L'intervista

Barbacovi: «Voglio riappacificare il Pd»

Il neosegretario: «Chi vince le primarie dev’essere segretario». La data del congresso? «Conta di più arrivarci bene»


di Chiara Bert


TRENTO. «Mi sono messo in gioco con uno scopo preciso: riallacciare i rapporti tra noi, ricreare un ambiente sereno. E riscrivere le regole: chi vince le primarie dev’essere il segretario con una maggioranza». Dall’Isola d’Elba Sergio Barbacovi, segretario del Pd su decisione dei garanti che hanno accolto il ricorso di Olivieri e Casagrande, dispensa parole di buon senso. Ma se gli si chiede dei tempi del congresso, elemento che agita una parte del partito, chiarisce: «L’importante è arrivarci sereni, non abbiamo scadenze elettorali impellenti».

Barbacovi, alla fine, seppure con un’interpretazione controversa, è il segretario del Pd. Con che spirito si presenterà martedì in assemblea?

Se mi sono messo in gioco, l’ho fatto con uno spirito di servizio: vedere se è possibile riallacciare i rapporti tra di noi, creare un riavvicinamento tra le nostre tesi e le nostre parti. Ricreare un ambiente in cui si possa lavorare serenamente pur in una dialettica politica che è il sale della democrazia.

Sul tavolo c’è il tema delle regole per l’elezione del segretario.

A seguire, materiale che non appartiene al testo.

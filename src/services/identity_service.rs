// src/services/identity_service.rs

use std::sync::Arc;

use bcrypt::{hash, verify};
use serde::Serialize;
use utoipa::ToSchema;
use uuid::Uuid;
use validator::Validate;

use crate::{
    common::error::AppError,
    db::BookingStore,
    models::crm::{ClientIdentity, IdentityType, NewCredential, NewCustomer, RegisterCustomerPayload},
};

pub const CPF_LENGTH: usize = 11;

/// Qual caminho o cliente segue depois de digitar o CPF.
#[derive(Debug, Clone, Copy, PartialEq, Eq, Serialize, ToSchema)]
#[serde(rename_all = "snake_case")]
pub enum IdentityBranch {
    Login,
    Registration,
}

/// Deixa só os dígitos e exige exatamente 11.
pub fn normalize_document(raw: &str) -> Result<String, AppError> {
    let digits: String = raw.chars().filter(|c| c.is_ascii_digit()).collect();
    if digits.len() != CPF_LENGTH {
        return Err(AppError::InvalidDocument);
    }
    Ok(digits)
}

#[derive(Clone)]
pub struct IdentityService {
    store: Arc<dyn BookingStore>,
    bcrypt_cost: u32,
}

impl IdentityService {
    pub fn new(store: Arc<dyn BookingStore>, bcrypt_cost: u32) -> Self {
        Self { store, bcrypt_cost }
    }

    pub async fn lookup(&self, tenant_id: Uuid, raw_document: &str) -> Result<IdentityBranch, AppError> {
        let document = normalize_document(raw_document)?;
        let existing = self
            .store
            .find_customer_by_document(tenant_id, &document)
            .await?;

        Ok(match existing {
            Some(_) => IdentityBranch::Login,
            None => IdentityBranch::Registration,
        })
    }

    /// Login por CPF + senha. Cliente inexistente, sem credencial ou senha
    /// errada dão todos o mesmo erro.
    pub async fn login(
        &self,
        tenant_id: Uuid,
        raw_document: &str,
        password: &str,
    ) -> Result<ClientIdentity, AppError> {
        let document = normalize_document(raw_document)?;

        let customer = self
            .store
            .find_customer_by_document(tenant_id, &document)
            .await?
            .ok_or(AppError::InvalidCredentials)?;

        let credential = self
            .store
            .find_credential(tenant_id, customer.id, IdentityType::Cpf)
            .await?
            .ok_or(AppError::InvalidCredentials)?;

        let password_clone = password.to_owned();
        let password_hash_clone = credential.password_hash.clone();

        // Executa a verificação em um thread separado
        let is_password_valid = tokio::task::spawn_blocking(move || {
            verify(&password_clone, &password_hash_clone)
        })
        .await
        .map_err(|e| anyhow::anyhow!("Falha na task de verificação de senha: {}", e))?
        ?;

        if !is_password_valid {
            return Err(AppError::InvalidCredentials);
        }

        tracing::info!("🔑 Cliente {} identificado no portal", customer.id);
        Ok(ClientIdentity::from(&customer))
    }

    /// Cadastro pelo portal: cria o cliente e as credenciais (CPF e e-mail).
    pub async fn register(
        &self,
        tenant_id: Uuid,
        payload: &RegisterCustomerPayload,
    ) -> Result<ClientIdentity, AppError> {
        let document = normalize_document(&payload.document_number)?;
        payload.validate()?;

        if self
            .store
            .find_customer_by_document(tenant_id, &document)
            .await?
            .is_some()
        {
            return Err(AppError::CustomerAlreadyExists);
        }

        let email = payload.email.trim().to_lowercase();
        if !email.is_empty()
            && self
                .store
                .find_customer_by_email(tenant_id, &email)
                .await?
                .is_some()
        {
            return Err(AppError::EmailAlreadyExists);
        }

        let password_clone = payload.password.clone();
        let cost = self.bcrypt_cost;
        let hashed_password = tokio::task::spawn_blocking(move || hash(&password_clone, cost))
            .await
            .map_err(|e| anyhow::anyhow!("Falha na task de hashing: {}", e))?
            ?;

        let mut credentials = vec![NewCredential {
            identity_type: IdentityType::Cpf,
            identifier: document.clone(),
            password_hash: hashed_password.clone(),
        }];
        if !email.is_empty() {
            credentials.push(NewCredential {
                identity_type: IdentityType::Email,
                identifier: email.clone(),
                password_hash: hashed_password,
            });
        }

        let customer = self
            .store
            .create_customer_with_credentials(
                NewCustomer {
                    tenant_id,
                    full_name: payload.full_name.trim().to_string(),
                    document_number: document,
                    email: (!email.is_empty()).then_some(email),
                    phone: Some(payload.phone.trim().to_string()),
                },
                credentials,
            )
            .await?;

        Ok(ClientIdentity::from(&customer))
    }
}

Certo, dobbiamo riscrivere le regole dello Statuto che ne ha un estremo bisogno: chi vince alle primarie dovrà essere certo di essere il vincitore. Che la sera stessa ci sia il nome del segretario è un’esigenza fondamentale. Poi si prepareranno le tesi per un nuovo congresso. E daremo una mano ai circoli da rinnovare.

Anche Italo Gilmozzi venne chiamato nel 2013 per riappacificare un partito dilaniato in correnti. Cosa non funziona secondo lei nel Pd?

Se fosse stato chiaro che chi vinceva le primarie aveva le redini del partito, credo che non sarebbe successo quello a cui abbiamo assistito in questi mesi. Anche i nostri elettori si sono trovati un po’ spaesati. Serve un segretario con una maggioranza, e poi certamente una minoranza, che deve esserci in qualsiasi organismo democratico. La prima cosa che farò sarà formare una commissione statuto per riscrivere le regole.

Ci sono diverse ipotesi. A livello nazionale si discute di dare più potere agli iscritti. Qual è la sua opinione?

Sarà un nodo della discussione. Cercherò la massima condivisione e credo che saremo in grado di trovare un accordo. Vorrei coinvolgere il gruppo consiliare e i parlamentari che hanno grande esperienza.

Si è detto più volte che il Pd è preda di una guerra per bande, lo pensa anche lei?

Io credo che è l’uomo che fa la politica, non il contrario. Penso che ci sia stato qualche personalismo eccessivo. Io sono abbastanza fiducioso ma non sono cieco. So che è un impegno difficile quello che ho preso ma mi è stato chiesto in maniera convinta e ho accettato. Un grande partito come il nostro si merita di avere una marcia in più. Ma non basta un segretario, serve un atto di generosità da parte di tutti i 64 nei confronti del Pd. Di fronte a chi ci ha eletto abbiamo il dovere di occuparci dei problemi veri, il lavoro, la sanità: di questo dovremmo discutere invece di spendere energie in sterili battaglie interne. Non sono presuntuoso, ma l’apprezzamento che ho ricevuto mi rinfranca.

Una parte di assemblea non l’ha votata perché non si è sentita garantita sui tempi del congresso. Cosa risponde?

È semplicissimo: fatte bene le regole, arriveremo al congresso. Non si tira a campare. La mia aspirazione è arrivarci con un po’ di serenità e riappacificati. Non ci sono impellenti appuntamenti elettorali: meglio spendere un mese in più e fare le cose bene.

L’assemblea aveva deliberato il congresso entro l’anno.

Vedremo. Se facciamo bene, tutto può essere. Ma ripeto, conta più come ci arriviamo. Dobbiamo pensare che qualcuno poi deve venirci a votare.